What the task requires: Go through the records below and show every line with the string "return".

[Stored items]
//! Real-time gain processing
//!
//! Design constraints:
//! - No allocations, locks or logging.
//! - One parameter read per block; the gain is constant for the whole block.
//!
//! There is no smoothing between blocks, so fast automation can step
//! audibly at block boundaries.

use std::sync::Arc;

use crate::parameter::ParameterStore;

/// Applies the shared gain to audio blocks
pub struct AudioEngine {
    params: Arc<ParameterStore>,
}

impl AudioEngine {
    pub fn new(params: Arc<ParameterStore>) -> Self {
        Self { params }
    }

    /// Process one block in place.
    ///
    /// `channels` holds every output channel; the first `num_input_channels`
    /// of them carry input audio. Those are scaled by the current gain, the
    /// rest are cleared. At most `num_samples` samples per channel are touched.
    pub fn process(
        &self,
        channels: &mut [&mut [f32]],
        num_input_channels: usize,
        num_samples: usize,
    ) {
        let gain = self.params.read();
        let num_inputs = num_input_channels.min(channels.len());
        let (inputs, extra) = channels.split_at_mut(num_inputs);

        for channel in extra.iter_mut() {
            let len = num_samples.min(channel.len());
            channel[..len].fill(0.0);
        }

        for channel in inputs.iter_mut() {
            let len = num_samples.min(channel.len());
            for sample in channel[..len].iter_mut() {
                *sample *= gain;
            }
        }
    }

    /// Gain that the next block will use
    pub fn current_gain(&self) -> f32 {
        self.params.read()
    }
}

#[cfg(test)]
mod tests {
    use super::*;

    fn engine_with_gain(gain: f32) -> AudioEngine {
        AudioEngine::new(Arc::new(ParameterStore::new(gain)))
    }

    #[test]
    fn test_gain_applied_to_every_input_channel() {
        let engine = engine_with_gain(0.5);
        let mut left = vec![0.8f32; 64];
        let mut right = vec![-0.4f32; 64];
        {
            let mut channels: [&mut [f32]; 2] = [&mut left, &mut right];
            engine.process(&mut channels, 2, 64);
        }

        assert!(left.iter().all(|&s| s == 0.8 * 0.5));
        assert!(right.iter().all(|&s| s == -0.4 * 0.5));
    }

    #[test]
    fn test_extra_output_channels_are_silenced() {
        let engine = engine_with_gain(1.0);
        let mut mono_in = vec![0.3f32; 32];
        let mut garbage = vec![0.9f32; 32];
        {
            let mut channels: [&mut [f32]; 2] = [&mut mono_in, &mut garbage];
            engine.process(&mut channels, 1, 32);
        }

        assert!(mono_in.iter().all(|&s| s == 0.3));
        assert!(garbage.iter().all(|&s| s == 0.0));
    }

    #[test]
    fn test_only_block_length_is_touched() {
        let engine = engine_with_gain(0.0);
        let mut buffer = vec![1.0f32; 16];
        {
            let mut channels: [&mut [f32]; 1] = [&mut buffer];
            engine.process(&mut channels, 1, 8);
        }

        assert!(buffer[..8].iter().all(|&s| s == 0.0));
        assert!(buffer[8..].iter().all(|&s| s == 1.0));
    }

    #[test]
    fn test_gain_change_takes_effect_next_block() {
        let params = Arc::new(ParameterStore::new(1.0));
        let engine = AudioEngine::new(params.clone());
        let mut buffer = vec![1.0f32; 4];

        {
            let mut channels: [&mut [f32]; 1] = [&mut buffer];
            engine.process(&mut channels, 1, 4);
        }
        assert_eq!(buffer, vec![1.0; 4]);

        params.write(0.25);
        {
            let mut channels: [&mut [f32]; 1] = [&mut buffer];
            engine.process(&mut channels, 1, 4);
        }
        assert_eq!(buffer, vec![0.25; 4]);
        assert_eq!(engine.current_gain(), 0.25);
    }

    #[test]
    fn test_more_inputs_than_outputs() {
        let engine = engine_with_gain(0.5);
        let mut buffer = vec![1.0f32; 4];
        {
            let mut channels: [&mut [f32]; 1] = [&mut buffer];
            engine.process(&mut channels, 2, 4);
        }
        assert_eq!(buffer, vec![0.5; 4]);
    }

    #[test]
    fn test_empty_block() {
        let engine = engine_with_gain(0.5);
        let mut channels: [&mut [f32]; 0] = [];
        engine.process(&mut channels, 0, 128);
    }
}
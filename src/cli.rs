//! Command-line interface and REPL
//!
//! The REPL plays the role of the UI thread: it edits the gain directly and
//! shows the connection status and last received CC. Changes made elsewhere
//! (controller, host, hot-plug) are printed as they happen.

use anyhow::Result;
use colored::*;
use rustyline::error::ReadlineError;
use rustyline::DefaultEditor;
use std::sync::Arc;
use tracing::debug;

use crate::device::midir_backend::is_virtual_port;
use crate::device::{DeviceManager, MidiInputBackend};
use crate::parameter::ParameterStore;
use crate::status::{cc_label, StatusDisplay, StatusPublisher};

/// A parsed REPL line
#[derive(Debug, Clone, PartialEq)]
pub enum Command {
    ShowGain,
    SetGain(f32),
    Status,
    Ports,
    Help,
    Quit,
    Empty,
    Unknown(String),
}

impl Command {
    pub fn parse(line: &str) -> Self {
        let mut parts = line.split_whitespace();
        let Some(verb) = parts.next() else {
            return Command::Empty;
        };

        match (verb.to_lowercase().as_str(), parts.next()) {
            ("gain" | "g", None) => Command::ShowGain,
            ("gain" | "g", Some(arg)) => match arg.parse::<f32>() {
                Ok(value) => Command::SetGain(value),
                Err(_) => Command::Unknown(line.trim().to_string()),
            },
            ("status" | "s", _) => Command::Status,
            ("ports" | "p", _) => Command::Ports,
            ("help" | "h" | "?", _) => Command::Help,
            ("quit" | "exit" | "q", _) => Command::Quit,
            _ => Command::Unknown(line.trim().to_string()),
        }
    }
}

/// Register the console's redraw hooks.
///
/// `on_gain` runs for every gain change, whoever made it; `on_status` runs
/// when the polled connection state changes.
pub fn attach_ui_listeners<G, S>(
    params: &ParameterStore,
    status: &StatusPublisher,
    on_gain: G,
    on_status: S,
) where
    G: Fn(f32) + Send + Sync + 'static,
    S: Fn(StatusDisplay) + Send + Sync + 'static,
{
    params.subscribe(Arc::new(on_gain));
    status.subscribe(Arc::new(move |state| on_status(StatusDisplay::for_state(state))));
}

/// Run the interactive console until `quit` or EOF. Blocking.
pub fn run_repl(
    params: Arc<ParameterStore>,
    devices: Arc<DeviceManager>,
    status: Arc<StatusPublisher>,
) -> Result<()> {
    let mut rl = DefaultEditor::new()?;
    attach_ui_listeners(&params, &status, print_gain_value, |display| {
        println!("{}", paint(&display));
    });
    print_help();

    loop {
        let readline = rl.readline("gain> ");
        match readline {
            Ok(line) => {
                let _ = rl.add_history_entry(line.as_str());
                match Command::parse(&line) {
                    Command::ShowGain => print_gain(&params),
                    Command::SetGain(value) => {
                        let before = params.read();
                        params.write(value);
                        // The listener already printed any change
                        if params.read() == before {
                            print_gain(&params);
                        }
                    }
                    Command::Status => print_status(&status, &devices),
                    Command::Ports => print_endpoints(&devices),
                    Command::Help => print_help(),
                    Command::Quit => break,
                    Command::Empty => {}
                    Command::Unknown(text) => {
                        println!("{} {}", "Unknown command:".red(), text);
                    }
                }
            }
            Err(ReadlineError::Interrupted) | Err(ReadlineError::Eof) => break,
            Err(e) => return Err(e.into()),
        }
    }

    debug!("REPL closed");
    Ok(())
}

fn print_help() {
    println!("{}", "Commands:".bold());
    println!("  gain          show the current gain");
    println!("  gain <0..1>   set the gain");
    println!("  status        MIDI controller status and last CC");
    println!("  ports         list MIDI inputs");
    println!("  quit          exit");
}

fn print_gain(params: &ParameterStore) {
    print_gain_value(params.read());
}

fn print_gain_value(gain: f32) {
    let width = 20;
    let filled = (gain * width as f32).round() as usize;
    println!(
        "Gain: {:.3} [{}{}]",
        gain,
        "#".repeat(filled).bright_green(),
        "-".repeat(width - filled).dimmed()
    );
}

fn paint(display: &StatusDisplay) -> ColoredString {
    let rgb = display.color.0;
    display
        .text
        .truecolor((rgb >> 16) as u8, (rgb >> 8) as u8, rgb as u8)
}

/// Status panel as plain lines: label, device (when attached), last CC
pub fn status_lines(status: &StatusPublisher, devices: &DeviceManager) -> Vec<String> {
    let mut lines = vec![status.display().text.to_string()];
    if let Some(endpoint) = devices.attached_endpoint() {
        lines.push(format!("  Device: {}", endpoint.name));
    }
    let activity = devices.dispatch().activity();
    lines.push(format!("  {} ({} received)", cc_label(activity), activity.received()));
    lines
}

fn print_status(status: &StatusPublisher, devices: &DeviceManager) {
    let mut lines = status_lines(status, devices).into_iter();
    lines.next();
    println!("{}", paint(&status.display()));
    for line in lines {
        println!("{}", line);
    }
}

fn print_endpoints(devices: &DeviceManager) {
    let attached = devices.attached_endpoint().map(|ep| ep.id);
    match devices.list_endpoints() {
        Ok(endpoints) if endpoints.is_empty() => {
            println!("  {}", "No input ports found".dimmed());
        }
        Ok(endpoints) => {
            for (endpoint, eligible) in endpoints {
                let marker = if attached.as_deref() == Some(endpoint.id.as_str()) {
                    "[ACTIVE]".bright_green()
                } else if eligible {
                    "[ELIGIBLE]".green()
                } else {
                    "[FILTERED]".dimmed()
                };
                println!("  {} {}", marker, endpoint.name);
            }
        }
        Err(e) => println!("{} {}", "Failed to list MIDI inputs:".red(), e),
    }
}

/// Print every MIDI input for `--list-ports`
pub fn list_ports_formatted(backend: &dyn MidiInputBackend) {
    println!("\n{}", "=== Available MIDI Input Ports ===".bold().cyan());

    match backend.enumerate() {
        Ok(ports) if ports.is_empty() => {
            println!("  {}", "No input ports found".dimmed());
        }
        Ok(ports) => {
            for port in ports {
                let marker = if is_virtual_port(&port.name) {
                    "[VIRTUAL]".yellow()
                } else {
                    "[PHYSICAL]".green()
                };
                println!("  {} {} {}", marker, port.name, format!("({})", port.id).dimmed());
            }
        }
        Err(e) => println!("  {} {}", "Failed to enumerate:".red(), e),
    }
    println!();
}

Written reply:
            return Command::Empty;
            Err(e) => return Err(e.into()),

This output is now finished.